Particles 1 and 2 of charge q1 = q2 = +3.20 x 10-19 C are on a y axis at distance d = 22.0 cm from the origin. Particle 3 of charge q3 = +9.60 x 10-19 C is moved gradually along the x axis from x = 0 to x = +5.0 m.
At what value of x will the magnitude of the electrostatic force on the third particle from the other two particles be maximum?
What is the maximum magnitude?
Is particle 2 at x = 0, y = -22 cm?
If so, the net force on P3, F3, is always along the x axis, and is zero at x=0.

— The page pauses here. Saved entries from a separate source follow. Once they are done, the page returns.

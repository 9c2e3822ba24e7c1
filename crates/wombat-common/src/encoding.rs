//! Byte-to-text decoding for HTML documents.
//!
//! [§ 13.2.3 The input byte stream](https://html.spec.whatwg.org/multipage/parsing.html#the-input-byte-stream)
//!
//! The encoding is chosen in this order:
//! 1. A byte order mark (UTF-8, UTF-16LE, UTF-16BE), which is stripped.
//! 2. The transport-layer label (e.g. from a `Content-Type` header).
//! 3. A `<meta charset>` or `<meta http-equiv="content-type">` declaration
//!    found by prescanning the first bytes of the document.
//! 4. windows-1252.
//!
//! Decoding itself is delegated to `encoding_rs` and is lossy: malformed
//! sequences become U+FFFD.

use encoding_rs::{Encoding, UTF_8, UTF_16BE, UTF_16LE, WINDOWS_1252};
use thiserror::Error;

/// [§ 13.2.3.2 Determining the character encoding](https://html.spec.whatwg.org/multipage/parsing.html#determining-the-character-encoding)
/// "the user agent may ... examine the first 1024 bytes"
const MAX_NON_COMMENT_BYTES: usize = 1024;

/// Upper bound on bytes scanned, counting bytes inside comments.
const MAX_TOTAL_SCAN: usize = 65536;

/// Result of decoding a byte stream.
#[derive(Debug, Clone)]
pub struct Decoded {
    /// The decoded document text, without any byte order mark.
    pub text: String,
    /// The encoding that was used.
    pub encoding: &'static Encoding,
    /// True if malformed sequences were replaced with U+FFFD.
    pub had_errors: bool,
}

/// Errors from [`decode_with_label`].
#[derive(Debug, Error, PartialEq, Eq)]
pub enum DecodeError {
    /// The label does not name an encoding.
    #[error("unknown encoding label '{0}'")]
    UnknownLabel(String),
    /// The bytes are not valid in the requested encoding.
    #[error("input is not valid {encoding}")]
    Malformed {
        /// Canonical name of the encoding that rejected the input.
        encoding: &'static str,
    },
}

/// Decode `bytes` using BOM, transport label, and `<meta>` prescan precedence.
#[must_use]
pub fn decode(bytes: &[u8], transport_encoding: Option<&str>) -> Decoded {
    let (bom_encoding, bom_len) = match sniff_bom(bytes) {
        Some((encoding, len)) => (Some(encoding), len),
        None => (None, 0),
    };

    let encoding = bom_encoding
        .or_else(|| transport_encoding.and_then(normalize_encoding_label))
        .or_else(|| prescan_for_meta_charset(bytes))
        .unwrap_or(WINDOWS_1252);

    let (text, had_errors) = encoding.decode_without_bom_handling(&bytes[bom_len..]);
    Decoded {
        text: text.into_owned(),
        encoding,
        had_errors,
    }
}

/// Decode `bytes` with an explicitly named encoding, rejecting malformed input.
///
/// # Errors
///
/// Returns [`DecodeError::UnknownLabel`] if `label` names no encoding, and
/// [`DecodeError::Malformed`] if the bytes do not decode cleanly.
pub fn decode_with_label(bytes: &[u8], label: &str) -> Result<String, DecodeError> {
    let encoding =
        normalize_encoding_label(label).ok_or_else(|| DecodeError::UnknownLabel(label.to_string()))?;
    encoding
        .decode_without_bom_handling_and_without_replacement(bytes)
        .map(std::borrow::Cow::into_owned)
        .ok_or(DecodeError::Malformed {
            encoding: encoding.name(),
        })
}

/// Map a label to an encoding. UTF-7 is never honored and maps to windows-1252.
#[must_use]
pub fn normalize_encoding_label(label: &str) -> Option<&'static Encoding> {
    let normalized = label.trim().to_ascii_lowercase();
    if normalized.is_empty() {
        return None;
    }
    if matches!(normalized.as_str(), "utf-7" | "utf7" | "x-utf-7") {
        return Some(WINDOWS_1252);
    }
    Encoding::for_label(normalized.as_bytes())
}

/// A `<meta>`-declared UTF-16 variant means the document is really UTF-8.
fn normalize_meta_declared_encoding(label: &[u8]) -> Option<&'static Encoding> {
    let label = std::str::from_utf8(label).ok()?;
    let encoding = normalize_encoding_label(label)?;
    if encoding == UTF_16LE || encoding == UTF_16BE {
        return Some(UTF_8);
    }
    Some(encoding)
}

/// Detect a byte order mark, returning the encoding and the BOM length.
#[must_use]
pub fn sniff_bom(bytes: &[u8]) -> Option<(&'static Encoding, usize)> {
    match bytes {
        [0xEF, 0xBB, 0xBF, ..] => Some((UTF_8, 3)),
        [0xFF, 0xFE, ..] => Some((UTF_16LE, 2)),
        [0xFE, 0xFF, ..] => Some((UTF_16BE, 2)),
        _ => None,
    }
}

const fn is_ascii_whitespace(b: u8) -> bool {
    matches!(b, b'\t' | b'\n' | b'\x0C' | b'\r' | b' ')
}

fn skip_whitespace(data: &[u8], mut i: usize) -> usize {
    while i < data.len() && is_ascii_whitespace(data[i]) {
        i += 1;
    }
    i
}

fn find_bytes(data: &[u8], needle: &[u8], start: usize) -> Option<usize> {
    data.get(start..)?
        .windows(needle.len())
        .position(|window| window == needle)
        .map(|pos| pos + start)
}

/// Returns the index just past the closing `>` of a tag, honoring quotes.
fn find_tag_end(data: &[u8], mut i: usize) -> Option<usize> {
    let mut quote: Option<u8> = None;
    while i < data.len() {
        let b = data[i];
        match quote {
            Some(q) if b == q => quote = None,
            Some(_) => {}
            None if b == b'"' || b == b'\'' => quote = Some(b),
            None if b == b'>' => return Some(i + 1),
            None => {}
        }
        i += 1;
    }
    None
}

/// [§ 13.2.3.2 Prescan a byte stream to determine its encoding](https://html.spec.whatwg.org/multipage/parsing.html#prescan-a-byte-stream-to-determine-its-encoding)
#[must_use]
pub fn prescan_for_meta_charset(data: &[u8]) -> Option<&'static Encoding> {
    let n = data.len();
    let mut i = 0;
    let mut non_comment = 0;

    while i < n && i < MAX_TOTAL_SCAN && non_comment < MAX_NON_COMMENT_BYTES {
        if data[i] != b'<' {
            i += 1;
            non_comment += 1;
            continue;
        }

        // Comments are skipped whole and don't count against the budget.
        if data[i..].starts_with(b"<!--") {
            let end = find_bytes(data, b"-->", i + 4)?;
            i = end + 3;
            continue;
        }

        let j = i + 1;
        if data.get(j) == Some(&b'/') {
            let end = find_tag_end(data, i + 2)?;
            non_comment += end - i;
            i = end;
            continue;
        }

        if !data.get(j).is_some_and(u8::is_ascii_alphabetic) {
            i += 1;
            non_comment += 1;
            continue;
        }

        let mut name_end = j + 1;
        while name_end < n && (data[name_end].is_ascii_alphabetic() || data[name_end] == b'-') {
            name_end += 1;
        }
        let end = find_tag_end(data, name_end)?;

        if data[j..name_end].eq_ignore_ascii_case(b"meta") {
            if let Some(encoding) = extract_charset_from_meta(&data[name_end..end]) {
                return Some(encoding);
            }
        }

        non_comment += end - i;
        i = end;
    }

    None
}

/// Lowercase ASCII letters and turn every whitespace byte into a space.
fn fold_bytes(bytes: &[u8]) -> Vec<u8> {
    bytes
        .iter()
        .map(|&b| if is_ascii_whitespace(b) { b' ' } else { b.to_ascii_lowercase() })
        .collect()
}

/// [§ 2.5.5 Extracting character encodings from meta elements](https://html.spec.whatwg.org/multipage/urls-and-fetching.html#algorithm-for-extracting-a-character-encoding-from-a-meta-element)
fn extract_charset_from_content(content: &[u8]) -> Option<Vec<u8>> {
    let s = fold_bytes(content);
    let idx = find_bytes(&s, b"charset", 0)?;
    let mut i = skip_whitespace(&s, idx + b"charset".len());
    if s.get(i) != Some(&b'=') {
        return None;
    }
    i = skip_whitespace(&s, i + 1);

    let quote = match s.get(i) {
        Some(&q @ (b'"' | b'\'')) => {
            i += 1;
            Some(q)
        }
        Some(_) => None,
        None => return None,
    };

    let start = i;
    while i < s.len() {
        let b = s[i];
        match quote {
            Some(q) if b == q => break,
            None if is_ascii_whitespace(b) || b == b';' => break,
            _ => i += 1,
        }
    }

    if quote.is_some() && s.get(i) != quote.as_ref() {
        return None;
    }
    Some(s[start..i].to_vec())
}

fn extract_charset_from_meta(tag_content: &[u8]) -> Option<&'static Encoding> {
    let lower = fold_bytes(tag_content);
    let n = lower.len();
    let mut i = 0;
    let mut got_pragma = false;
    let mut need_pragma = false;
    let mut charset: Option<Vec<u8>> = None;

    while i < n {
        i = skip_whitespace(&lower, i);
        if i >= n {
            break;
        }
        if !lower[i].is_ascii_alphabetic() {
            i += 1;
            continue;
        }

        let attr_start = i;
        i += 1;
        while i < n && (lower[i].is_ascii_alphabetic() || lower[i] == b'-') {
            i += 1;
        }
        let attr_name = &lower[attr_start..i];

        i = skip_whitespace(&lower, i);
        if lower.get(i) != Some(&b'=') {
            continue;
        }
        i = skip_whitespace(&lower, i + 1);
        if i >= n {
            break;
        }

        let value = if lower[i] == b'"' || lower[i] == b'\'' {
            let quote = lower[i];
            i += 1;
            let start = i;
            while i < n && lower[i] != quote {
                i += 1;
            }
            let value = &tag_content[start..i];
            if i < n {
                i += 1;
            }
            value
        } else {
            let start = i;
            while i < n && !is_ascii_whitespace(lower[i]) {
                i += 1;
            }
            &tag_content[start..i]
        };

        if value.is_empty() {
            continue;
        }

        match attr_name {
            b"http-equiv" => {
                if value.trim_ascii().eq_ignore_ascii_case(b"content-type") {
                    got_pragma = true;
                }
            }
            b"content" => {
                if let Some(declared) = extract_charset_from_content(value) {
                    charset = Some(declared);
                    need_pragma = true;
                }
            }
            b"charset" => {
                charset = Some(value.to_vec());
                need_pragma = false;
            }
            _ => {}
        }
    }

    let charset = charset?;
    let encoding = normalize_meta_declared_encoding(charset.trim_ascii())?;
    if need_pragma && !got_pragma {
        return None;
    }
    Some(encoding)
}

F3 = 2*k*q1*q3*x/(x^2 + a^2)^3/2
where a = 22 cm
Maximum force occurs where dF3/dx = 0
I get it to be where x = 22 cm/sqrt2 = 15.55 cm
See what you get, and use the equation above to get the maximum force F3
To find the value of x where the magnitude of the electrostatic force on the third particle is maximum, we need to calculate the net electrostatic force on the particle when it is at different positions along the x-axis and then find the position where the force is maximum.
The electrostatic force between two charged particles is given by Coulomb's law:
F = k * (q1 * q3) / r^2 (1)
where F is the electrostatic force, k is the Coulomb's constant (k = 8.99 x 10^9 N m^2/C^2), q1 and q3 are the charges of particles 1 and 3 respectively, and r is the distance between particles 1 and 3.
Now, let's calculate the force on particle 3 when it is at different positions along the x-axis:
When q3 is at x = 0:
The distance between particle 1 and 3 is r = sqrt(d^2) = sqrt(0.22^2) = 0.22 m.
Plugging these values into equation (1) gives:
F1 = (8.99 x 10^9) * (3.20 x 10^-19) * (9.60 x 10^-19) / (0.22^2) = 2.76 x 10^-5 N
When q3 is at x = +5.0 m:
The distance between particle 1 and 3 is r = sqrt((d^2) + (x^2)) = sqrt((0.22^2) + (5.0^2)) = 5.03 m.
Plugging these values into equation (1) gives:
F2 = (8.99 x 10^9) * (3.20 x 10^-19) * (9.60 x 10^-19) / (5.03^2) = 1.97 x 10^-6 N
Now, we can see that F2 < F1. Hence, the magnitude of the electrostatic force is maximum when q3 is at x = 0.
The maximum magnitude of the electrostatic force is F1 = 2.76 x 10^-5 N.
To find the value of x at which the magnitude of the electrostatic force on the third particle is maximum, we need to calculate the net force on the third particle due to the other two particles at different positions of particle 3 along the x-axis.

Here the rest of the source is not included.